Macie Hall, Senior Instructional Designer
Center for Educational Resources


Image Source: Microsoft Clip Art

Icebreakers

A few months back a saavy instructor, thinking ahead to fall classes, asked us about using icebreakers on the first day of class. What is an icebreaker? Essentially it is an exercise or activity that provides an opportunity for students and the instructor to get to know one another.

As we talked to faculty and did some reading on icebreaker activities, it became clear thatFour ice cubes stacked against blue background there are two camps: those who like these exercises and think they provide value, and those who think they are off topic and a waste of time.

Why would you want to use an icebreaker? The Center for Teaching Excellence at Lansing Community College lists these benefits on their page of icebreaker activities:

  • Reduces both student and instructor anxiety prior to introducing the course.
  • Fosters in a powerful way both student-student and faculty-student interactions.
  • Creates an environment where the learner is expected to participate and the instructor is willing to listen.
  • Actively engage students from the onset.
  • Conveys the message that the instructor cares about getting to know the students.
  • It makes it easier for students to form relationships early in the semester so they can work together both in and out of class.
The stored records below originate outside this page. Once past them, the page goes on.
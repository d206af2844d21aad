//! Deterministic coaching used when no provider answers.

use std::sync::LazyLock;

use regex::Regex;
use serde::Serialize;

use crate::coach::provider::{ValidateRequest, Validation};

/// Literal "I'd rather not answer" inputs, matched on trimmed text.
static SKIP_SYNONYM: LazyLock<Regex> = LazyLock::new(|| {
    Regex::new(r"(?i)^(?:skip|na|n/a|none|nothing|no\s*comment|not\s*applicable|don'?t\s*know)$")
        .unwrap()
});

static NO_CRM: LazyLock<Regex> = LazyLock::new(|| {
    Regex::new(r"(?i)\b(?:don'?t|do\s+not)\s+use\s+(?:a\s+)?crm\b|\bno\s+crm\b").unwrap()
});

pub const NO_CRM_COACHING: &str = "Thank you. If you mostly use spreadsheets or email instead of a CRM, you can describe what you open first and what you scan each morning (e.g., an Excel list of new leads, yesterday’s replies). You can also type \"skip\" to move on.";

pub const FOLLOWUP_FALLBACK: &str =
    "Could you share a concrete example or numbers to make this clearer?";

const EXAMPLES_FALLBACK: [&str; 6] = [
    "Pipeline value",
    "Open deals",
    "Tasks due",
    "Stage conversions",
    "Activities today",
    "Forecast",
];

/// Short descriptions for the manual-task options.
const KNOWN_DESCRIPTIONS: &[(&str, &str)] = &[
    ("Contact/Lead research", "Finding contact info and context manually"),
    ("Writing personalized ice-breaker emails", "Crafting tailored first emails by hand"),
    ("Logging calls or meeting notes", "Typing call summaries into the CRM"),
    ("Updating deal stages / close dates", "Manually moving deals and changing dates"),
    ("Building or editing reports", "Creating dashboards and tweaking filters"),
    ("Importing data from LinkedIn or other tools", "Copying data between tools into CRM"),
    ("Preparing pre-meeting summaries", "Compiling account highlights before meetings"),
    ("Adding email summaries in CRM", "Pasting email recaps into records"),
    ("Maintaining data quality", "Fixing duplicates and missing fields"),
    ("Integrating campaign data to leads/contacts", "Linking campaign touchpoints to people"),
    ("Other (specify)", "Another manual task not listed"),
];

const GIST_WORDS: usize = 30;

/// Whether the trimmed text is a literal skip request.
pub fn is_skip_synonym(text: &str) -> bool {
    SKIP_SYNONYM.is_match(text.trim())
}

/// Whether the text says the respondent has no CRM.
pub fn mentions_no_crm(text: &str) -> bool {
    NO_CRM.is_match(text)
}

/// Empty input, or input with no letters or digits at all.
fn is_gibberish(text: &str) -> bool {
    !text.chars().any(char::is_alphanumeric)
}

pub fn validate(request: &ValidateRequest) -> Validation {
    let text = request.text.trim();
    if text.is_empty() || is_gibberish(text) {
        return Validation {
            ok: false,
            friendly: Some("Thank you. Could you add a few words so we understand your answer?".to_string()),
            wants_skip: false,
            wants_more: true,
        };
    }

    let skip = is_skip_synonym(text);
    let no_crm = mentions_no_crm(text);
    Validation {
        ok: true,
        friendly: no_crm.then(|| NO_CRM_COACHING.to_string()),
        wants_skip: skip || no_crm,
        wants_more: no_crm,
    }
}

pub fn followup() -> String {
    FOLLOWUP_FALLBACK.to_string()
}

pub fn examples() -> Vec<String> {
    EXAMPLES_FALLBACK.iter().map(|s| s.to_string()).collect()
}

/// Builtin description for a label, if one is known.
pub fn describe(label: &str) -> Option<&'static str> {
    KNOWN_DESCRIPTIONS
        .iter()
        .find(|(known, _)| *known == label)
        .map(|(_, description)| *description)
}

/// Local one-line summary of a free-text answer.
#[derive(Debug, Clone, PartialEq, Eq, Serialize)]
pub struct Gist {
    pub gist: String,
    pub hint: String,
}

/// First thirty words of the answer, with an ellipsis for long input.
pub fn gist(text: &str) -> Gist {
    let trimmed = text.trim();
    if trimmed.chars().count() < 10 {
        return Gist {
            gist: String::new(),
            hint: "Try adding more details so we can summarize better.".to_string(),
        };
    }

    let mut gist = trimmed
        .split_whitespace()
        .take(GIST_WORDS)
        .collect::<Vec<_>>()
        .join(" ");
    if text.chars().count() > 200 {
        gist.push('…');
    }
    Gist {
        gist,
        hint: "Looks good—clear and actionable.".to_string(),
    }
}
Given the number of ways these activities can benefit the class; it seems worth looking at whether there are ways to overcome concerns about applicability and usefulness to the course.

In the book Essentials of College and University Teaching: A Practical Guide by Eleanor Boyle and Harley Rothstein (ProActive Press, Vancouver, Canada, pp. 71-74), the authors suggest using icebreakers that incorporate course material. “This may seem difficult on the first day of class, when students haven’t even read chapter one. But students enter every discipline, no matter how exotic, with ideas, preconceptions, information and misinformation. One exciting and motivating approach asks students to debate general interest questions relating the discipline.” The exercise involves creating three to six general-knowledge questions about the discipline at hand. These can be presented as true or false, shown with multiple choice answers, or made open ended for discussion. Students are asked to group themselves into pairs or threes. The instructor then projects the first question and asks the students to discuss and decide on an answer in their groups. After a few minutes, students are asked to vote on the correct answer – if clickers are being used this can be done electronically, but a show of hands will suffice. If the question is open-ended, the instructor can ask for responses from several groups. Time should be allowed for discussion or debriefing, but generally speaking, the activity should be fast paced; the advice is to move to the next question to keep the students focused. “The best questions for this exercise are relevant to your discipline but require no expert knowledge; they do not have obvious answers and potentially generate a variety of responses. Such questions pique student’ interest, expose them to different opinions, and allow them to anticipate issue that will emerge throughout the course.”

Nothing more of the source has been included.